In 1932, the building became part of a scandal when it was revealed that Superior Court Judge Guerin's daughter and son-in-law were residing at El Cabrillo rent-free, allegedly as part of an arrangement with the receiver for American Mortgage Company; investigations were made by a grand jury and the bar association, but Judge Guerin denied any knowledge of the arrangement.

The building was sold in 1940 by Andrew O. Porter to Lillian Blumkin for $50,000. By 1968, the building had been renamed the Patio Gardens.

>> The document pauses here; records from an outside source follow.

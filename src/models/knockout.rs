//! Knockout (single-elimination) match rows and the bracket view.

use crate::models::event::{EventId, TeamId};
use crate::models::round_robin::MatchId;
use serde::{Deserialize, Serialize};
use uuid::Uuid;

/// Status of a knockout match. A match is Ready once both team slots hold
/// actual teams (directly seeded, or filled in by an upstream winner).
#[derive(Clone, Copy, Debug, Default, Eq, PartialEq, Serialize, Deserialize)]
#[serde(rename_all = "snake_case")]
pub enum KnockoutStatus {
    #[default]
    Pending,
    Ready,
    Finished,
}

/// One node of the bracket DAG.
///
/// `round_label` is the bracket width at this depth (8, 4, 2, ...), not a
/// sequential round index. Each team slot is populated either directly
/// (`teamN_id`) or by the winner of `teamN_source_match_id`; exactly one of
/// the two is set per slot at construction time.
#[derive(Clone, Debug, Eq, PartialEq, Serialize, Deserialize)]
pub struct KnockoutMatch {
    pub match_id: MatchId,
    pub event_id: EventId,
    pub round_label: u32,
    /// 1-based position within the round; pairs (1,2), (3,4), ... feed the
    /// next round's matches 1, 2, ...
    pub match_number: u32,
    pub team1_id: Option<TeamId>,
    pub team2_id: Option<TeamId>,
    pub team1_source_match_id: Option<MatchId>,
    pub team2_source_match_id: Option<MatchId>,
    pub team1_score: Option<u32>,
    pub team2_score: Option<u32>,
    pub winner_id: Option<TeamId>,
    pub status: KnockoutStatus,
}

impl KnockoutMatch {
    /// A play-in match with both teams seeded directly.
    pub fn seeded(
        event_id: EventId,
        round_label: u32,
        match_number: u32,
        team1_id: TeamId,
        team2_id: TeamId,
    ) -> Self {
        Self {
            team1_id: Some(team1_id),
            team2_id: Some(team2_id),
            status: KnockoutStatus::Ready,
            ..Self::empty(event_id, round_label, match_number)
        }
    }

    /// An empty Pending match; slots are wired up during bracket linking.
    pub fn empty(event_id: EventId, round_label: u32, match_number: u32) -> Self {
        Self {
            match_id: Uuid::new_v4(),
            event_id,
            round_label,
            match_number,
            team1_id: None,
            team2_id: None,
            team1_source_match_id: None,
            team2_source_match_id: None,
            team1_score: None,
            team2_score: None,
            winner_id: None,
            status: KnockoutStatus::Pending,
        }
    }
}

/// A bracket match with team names resolved (for API / display). Slots that
/// are still waiting on an upstream winner carry the source match id.
#[derive(Clone, Debug, Eq, PartialEq, Serialize, Deserialize)]
pub struct KnockoutMatchView {
    pub match_id: MatchId,
    pub round_label: u32,
    pub match_number: u32,
    pub team1_id: Option<TeamId>,
    pub team1_name: Option<String>,
    pub team2_id: Option<TeamId>,
    pub team2_name: Option<String>,
    pub team1_source_match_id: Option<MatchId>,
    pub team2_source_match_id: Option<MatchId>,
    pub team1_score: Option<u32>,
    pub team2_score: Option<u32>,
    pub winner_id: Option<TeamId>,
    pub status: KnockoutStatus,
}
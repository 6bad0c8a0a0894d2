//! Single-elimination bracket: construction with byes and a play-in round,
//! and winner propagation along the match DAG.

use crate::logic::team_name;
use crate::models::{
    EngineError, EventId, KnockoutMatch, KnockoutMatchView, KnockoutStatus, MatchId, TeamId,
    TeamRef,
};
use crate::store::EventMatches;
use rand::seq::SliceRandom;
use std::collections::HashMap;

/// A slot filler for the first full round: either a team seeded directly
/// (a bye) or the future winner of a play-in match.
#[derive(Clone, Copy, Debug)]
enum Entrant {
    Team(TeamId),
    PendingWinner(MatchId),
}

/// Build the full bracket for `teams` in one pass.
///
/// With n teams and bracket_size the next power of two, `bracket_size - n`
/// teams are seeded straight into the first full round (byes) and the rest
/// play a play-in round at `round_label = bracket_size`. Seeding is a
/// uniform shuffle; skill-based seeding is out of scope. Returns the number
/// of matches created, which is always n - 1.
pub fn generate_bracket(
    matches: &mut EventMatches,
    event_id: EventId,
    teams: &[TeamRef],
) -> Result<usize, EngineError> {
    if !matches.knockout.is_empty() {
        return Err(EngineError::AlreadyGenerated);
    }
    let n = teams.len();
    if n < 2 {
        return Err(EngineError::InsufficientTeams { found: n });
    }

    let mut rng = rand::thread_rng();
    let mut pool: Vec<TeamId> = teams.iter().map(|t| t.team_id).collect();
    pool.shuffle(&mut rng);

    let bracket_size = (n as u32).next_power_of_two();
    let bye_count = bracket_size as usize - n;
    let play_in_count = n - bye_count; // always even

    let mut rows: Vec<KnockoutMatch> = Vec::with_capacity(n - 1);
    for (i, pair) in pool[..play_in_count].chunks_exact(2).enumerate() {
        rows.push(KnockoutMatch::seeded(
            event_id,
            bracket_size,
            i as u32 + 1,
            pair[0],
            pair[1],
        ));
    }
    let byes = &pool[play_in_count..];

    // two teams: the single play-in match is the final
    if n == 2 {
        return matches.insert_knockout_matches(rows);
    }

    // empty matches for every deeper round, half as many per halving
    let mut width = bracket_size / 2;
    while width >= 2 {
        for number in 1..=(width / 2) {
            rows.push(KnockoutMatch::empty(event_id, width, number));
        }
        width /= 2;
    }

    // link each pair of matches at depth >= 4 into the match one depth up
    let mut width = bracket_size / 2;
    while width >= 4 {
        let children: Vec<MatchId> = rows
            .iter()
            .filter(|m| m.round_label == width)
            .map(|m| m.match_id)
            .collect();
        for (i, pair) in children.chunks_exact(2).enumerate() {
            let parent_width = width / 2;
            let parent_number = i as u32 + 1;
            if let Some(parent) = rows
                .iter_mut()
                .find(|m| m.round_label == parent_width && m.match_number == parent_number)
            {
                parent.team1_source_match_id = Some(pair[0]);
                parent.team2_source_match_id = Some(pair[1]);
            }
        }
        width /= 2;
    }

    // fill the first full round: byes enter as teams, play-ins as winner refs
    let mut entrants: Vec<Entrant> = byes.iter().copied().map(Entrant::Team).collect();
    entrants.extend(
        rows.iter()
            .filter(|m| m.round_label == bracket_size)
            .map(|m| Entrant::PendingWinner(m.match_id)),
    );
    entrants.shuffle(&mut rng);

    let first_full = bracket_size / 2;
    for (i, pair) in entrants.chunks_exact(2).enumerate() {
        let number = i as u32 + 1;
        if let Some(m) = rows
            .iter_mut()
            .find(|m| m.round_label == first_full && m.match_number == number)
        {
            match pair[0] {
                Entrant::Team(team) => m.team1_id = Some(team),
                Entrant::PendingWinner(source) => m.team1_source_match_id = Some(source),
            }
            match pair[1] {
                Entrant::Team(team) => m.team2_id = Some(team),
                Entrant::PendingWinner(source) => m.team2_source_match_id = Some(source),
            }
            if m.team1_id.is_some() && m.team2_id.is_some() {
                m.status = KnockoutStatus::Ready;
            }
        }
    }

    matches.insert_knockout_matches(rows)
}

/// Record a knockout result and push the winner into the downstream slot.
///
/// At most one match references the finished one as a source; when both of
/// its slots are populated afterwards it becomes Ready. If nothing
/// references it, this was the final and its winner is the tournament
/// winner.
pub fn submit_result(
    matches: &mut EventMatches,
    match_id: MatchId,
    team1_score: u32,
    team2_score: u32,
) -> Result<(), EngineError> {
    let m = matches
        .knockout_match_mut(match_id)
        .ok_or(EngineError::MatchNotFound(match_id))?;
    match m.status {
        KnockoutStatus::Finished => return Err(EngineError::AlreadyFinished),
        KnockoutStatus::Pending => return Err(EngineError::NotReady),
        KnockoutStatus::Ready => {}
    }
    if team1_score == team2_score {
        return Err(EngineError::DrawNotAllowed);
    }

    // Ready guarantees both slots hold teams
    let winner = if team1_score > team2_score {
        m.team1_id
    } else {
        m.team2_id
    }
    .ok_or(EngineError::NotReady)?;

    m.team1_score = Some(team1_score);
    m.team2_score = Some(team2_score);
    m.winner_id = Some(winner);
    m.status = KnockoutStatus::Finished;
    let finished_id = m.match_id;

    if let Some(downstream) = matches.knockout.iter_mut().find(|d| {
        d.team1_source_match_id == Some(finished_id)
            || d.team2_source_match_id == Some(finished_id)
    }) {
        if downstream.team1_source_match_id == Some(finished_id) {
            downstream.team1_id = Some(winner);
        } else {
            downstream.team2_id = Some(winner);
        }
        if downstream.status == KnockoutStatus::Pending
            && downstream.team1_id.is_some()
            && downstream.team2_id.is_some()
        {
            downstream.status = KnockoutStatus::Ready;
        }
    }
    Ok(())
}

/// The full match graph with team names resolved, deepest round first
/// (play-ins, then each halving down to the final).
pub fn bracket_view(
    matches: &EventMatches,
    names: &HashMap<TeamId, String>,
) -> Vec<KnockoutMatchView> {
    let mut views: Vec<KnockoutMatchView> = matches
        .knockout
        .iter()
        .map(|m| KnockoutMatchView {
            match_id: m.match_id,
            round_label: m.round_label,
            match_number: m.match_number,
            team1_id: m.team1_id,
            team1_name: m.team1_id.map(|id| team_name(names, id)),
            team2_id: m.team2_id,
            team2_name: m.team2_id.map(|id| team_name(names, id)),
            team1_source_match_id: m.team1_source_match_id,
            team2_source_match_id: m.team2_source_match_id,
            team1_score: m.team1_score,
            team2_score: m.team2_score,
            winner_id: m.winner_id,
            status: m.status,
        })
        .collect();
    views.sort_by(|a, b| {
        b.round_label
            .cmp(&a.round_label)
            .then(a.match_number.cmp(&b.match_number))
    });
    views
}
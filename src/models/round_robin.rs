//! Round-robin match rows, scoring settings, and ranking rows.

use crate::models::event::{EventId, TeamId};
use serde::{Deserialize, Serialize};
use uuid::Uuid;

/// Unique identifier for a match (round-robin or knockout).
pub type MatchId = Uuid;

/// Status of a round-robin match. Pairings are known up front, so there is
/// no Ready stage.
#[derive(Clone, Copy, Debug, Default, Eq, PartialEq, Serialize, Deserialize)]
#[serde(rename_all = "snake_case")]
pub enum RoundRobinStatus {
    #[default]
    Pending,
    Finished,
}

/// One match between an unordered pair of approved teams. Created once in
/// bulk at generation time; never deleted.
#[derive(Clone, Debug, Eq, PartialEq, Serialize, Deserialize)]
pub struct RoundRobinMatch {
    pub match_id: MatchId,
    pub event_id: EventId,
    pub team1_id: TeamId,
    pub team2_id: TeamId,
    /// None until a result is recorded.
    pub team1_score: Option<u32>,
    pub team2_score: Option<u32>,
    /// None until finished, and stays None on a draw.
    pub winner_id: Option<TeamId>,
    pub status: RoundRobinStatus,
}

impl RoundRobinMatch {
    pub fn new(event_id: EventId, team1_id: TeamId, team2_id: TeamId) -> Self {
        Self {
            match_id: Uuid::new_v4(),
            event_id,
            team1_id,
            team2_id,
            team1_score: None,
            team2_score: None,
            winner_id: None,
            status: RoundRobinStatus::Pending,
        }
    }
}

/// Points awarded per result; exactly one row per event, upserted whole.
/// May be changed before and after schedule generation.
#[derive(Clone, Copy, Debug, Eq, PartialEq, Serialize, Deserialize)]
pub struct RoundRobinSettings {
    pub event_id: EventId,
    pub points_per_win: u32,
    pub points_per_draw: u32,
    pub points_per_loss: u32,
}

/// A scheduled match with team names resolved (for API / display).
#[derive(Clone, Debug, Eq, PartialEq, Serialize, Deserialize)]
pub struct RoundRobinMatchView {
    pub match_id: MatchId,
    pub team1_id: TeamId,
    pub team1_name: String,
    pub team2_id: TeamId,
    pub team2_name: String,
    pub team1_score: Option<u32>,
    pub team2_score: Option<u32>,
    pub winner_id: Option<TeamId>,
    pub status: RoundRobinStatus,
}

/// One row of the computed standings table. Only teams that appear in at
/// least one finished match are ranked.
#[derive(Clone, Debug, Eq, PartialEq, Serialize, Deserialize)]
pub struct RankingRow {
    /// Dense rank: ties share a rank, no gap after ties.
    pub rank: u32,
    pub team_id: TeamId,
    pub team_name: String,
    pub points: u32,
    pub wins: u32,
    pub draws: u32,
    pub losses: u32,
    pub goals_for: u32,
    pub goals_against: u32,
    pub goal_difference: i64,
}
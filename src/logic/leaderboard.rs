//! Leaderboard: per-round point upserts and the summed ranking.

use crate::logic::team_name;
use crate::models::{
    EngineError, EventId, LeaderboardRankRow, LeaderboardRound, LeaderboardRoundScore,
    LeaderboardRoundsView, LeaderboardScoreEntry, TeamId, TeamPoints,
};
use crate::store::EventMatches;
use chrono::Utc;
use std::collections::{BTreeMap, HashMap};

/// Upsert one round of scores. Re-submitting a round overwrites the points
/// of the listed teams; the round number comes from the organizer.
pub fn submit_round(
    matches: &mut EventMatches,
    event_id: EventId,
    round_number: u32,
    scores: &[TeamPoints],
) -> Result<(), EngineError> {
    if scores.is_empty() {
        return Err(EngineError::EmptyScores);
    }
    let now = Utc::now();
    for score in scores {
        matches.upsert_score_entry(LeaderboardScoreEntry {
            event_id,
            team_id: score.team_id,
            round_number,
            points: score.points,
            last_modified_at: now,
        });
    }
    Ok(())
}

/// All stored rounds, ascending by round number with scores descending,
/// plus the advised next round number.
pub fn rounds_view(
    matches: &EventMatches,
    names: &HashMap<TeamId, String>,
) -> LeaderboardRoundsView {
    let mut by_round: BTreeMap<u32, Vec<LeaderboardRoundScore>> = BTreeMap::new();
    for entry in &matches.leaderboard {
        by_round
            .entry(entry.round_number)
            .or_default()
            .push(LeaderboardRoundScore {
                team_id: entry.team_id,
                team_name: team_name(names, entry.team_id),
                points: entry.points,
            });
    }

    let next_round_number = by_round.keys().next_back().map_or(1, |max| max + 1);
    let rounds = by_round
        .into_iter()
        .map(|(round_number, mut scores)| {
            scores.sort_by(|a, b| {
                b.points
                    .cmp(&a.points)
                    .then(a.team_name.cmp(&b.team_name))
            });
            LeaderboardRound {
                round_number,
                scores,
            }
        })
        .collect();

    LeaderboardRoundsView {
        rounds,
        next_round_number,
    }
}

/// Sum points per team across all rounds and dense-rank by the total.
/// Unlike the round-robin standings there is no secondary tie-break.
pub fn ranking(matches: &EventMatches, names: &HashMap<TeamId, String>) -> Vec<LeaderboardRankRow> {
    let mut totals: HashMap<TeamId, u32> = HashMap::new();
    for entry in &matches.leaderboard {
        *totals.entry(entry.team_id).or_default() += entry.points;
    }

    let mut rows: Vec<LeaderboardRankRow> = totals
        .into_iter()
        .map(|(team_id, total_points)| LeaderboardRankRow {
            rank: 0,
            team_id,
            team_name: team_name(names, team_id),
            total_points,
        })
        .collect();
    rows.sort_by(|a, b| {
        b.total_points
            .cmp(&a.total_points)
            .then(a.team_name.cmp(&b.team_name))
    });

    let mut rank = 0;
    let mut previous: Option<u32> = None;
    for row in &mut rows {
        if previous != Some(row.total_points) {
            rank += 1;
            previous = Some(row.total_points);
        }
        row.rank = rank;
    }
    rows
}
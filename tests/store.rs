//! Tests for the match repository: transactional rollback and the
//! at-most-once generation invariant.

use matchday_web::{EngineError, MatchStore, RoundRobinMatch};
use uuid::Uuid;

#[test]
fn failed_transaction_leaves_no_partial_rows() {
    let store = MatchStore::new();
    let event_id = Uuid::new_v4();

    let result: Result<(), EngineError> = store.transaction(event_id, |matches| {
        matches.insert_round_robin_matches(vec![RoundRobinMatch::new(
            event_id,
            Uuid::new_v4(),
            Uuid::new_v4(),
        )])?;
        // fail after the insert: the whole transaction must roll back
        Err(EngineError::Transaction)
    });
    assert!(result.is_err());

    let count = store.read(event_id, |matches| matches.round_robin.len()).unwrap();
    assert_eq!(count, 0);
}

#[test]
fn committed_transaction_is_visible() {
    let store = MatchStore::new();
    let event_id = Uuid::new_v4();

    store
        .transaction(event_id, |matches| {
            matches.insert_round_robin_matches(vec![RoundRobinMatch::new(
                event_id,
                Uuid::new_v4(),
                Uuid::new_v4(),
            )])
        })
        .unwrap();

    let count = store.read(event_id, |matches| matches.round_robin.len()).unwrap();
    assert_eq!(count, 1);
}

#[test]
fn generation_is_at_most_once_per_event() {
    let store = MatchStore::new();
    let event_id = Uuid::new_v4();
    let row = || vec![RoundRobinMatch::new(event_id, Uuid::new_v4(), Uuid::new_v4())];

    store
        .transaction(event_id, |matches| matches.insert_round_robin_matches(row()))
        .unwrap();
    let second = store.transaction(event_id, |matches| matches.insert_round_robin_matches(row()));
    assert!(matches!(second, Err(EngineError::AlreadyGenerated)));
}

As Hollywood deteriorated in the 1970s and 1980s, the neighborhood around El Cabrillo became dangerous. In his book Lost Hollywood, David Wallace noted: "By the late 1980s, the problem had become so bad that those few residents who remained in once-celebrated buildings like El Cabrillo...would often have to lie on the floor to avoid being hit by bullets flying through their windows."

More recently, as the Hollywood area improved, El Cabrillo was renovated and converted into condominiums under its original name. When the conversion was completed in 2006, units were listed at prices in the $800,000 range.

==Use in the television series Chuck==
In 2007, the building was used as the shooting location for the home of the main character in the pilot of the NBC television series Chuck. The producers wanted to use "a courtyard apartment location that was reminiscent of old Hollywood/Echo Park," and selected El Cabrillo because it "offered many interesting textures – concrete blocks, wood spindle balconies, private balconies, an impressive interior courtyard turret and a courtyard fountain, and provided an amazing background for our characters to interact [in]."

After the series was picked up, the producers concluded it was not feasible to continue shooting on location at El Cabrillo, so the main character's apartment and El Cabrillo's courtyard were recreated, with some design modifications, on a Warner Bros. soundstage.

==Use in the television series Stalker==
In 2014, Producer Kevin Williamson selected El Cabrillo for the CBS television series Stalker. Stars Dylan McDermott and Maggie Q were filmed walking through the courtyard. McDermott, playing detective Jack Larsen, comments in episode 1 of the first season, "Beautiful place.. I wonder what it costs to live here."

Coincidentally, McDermott had previous history with the place, having starred in the 1997 film 'Til There was You, which used El Cabrillo as the central location and plot point.

==Historic designation==
The building was designated as a Historic-Cultural Monument (HCM #773) by the Los Angeles Cultural Heritage Commission in 2003. Two years later, in 2005, the building was listed in the National Register of Historic Places.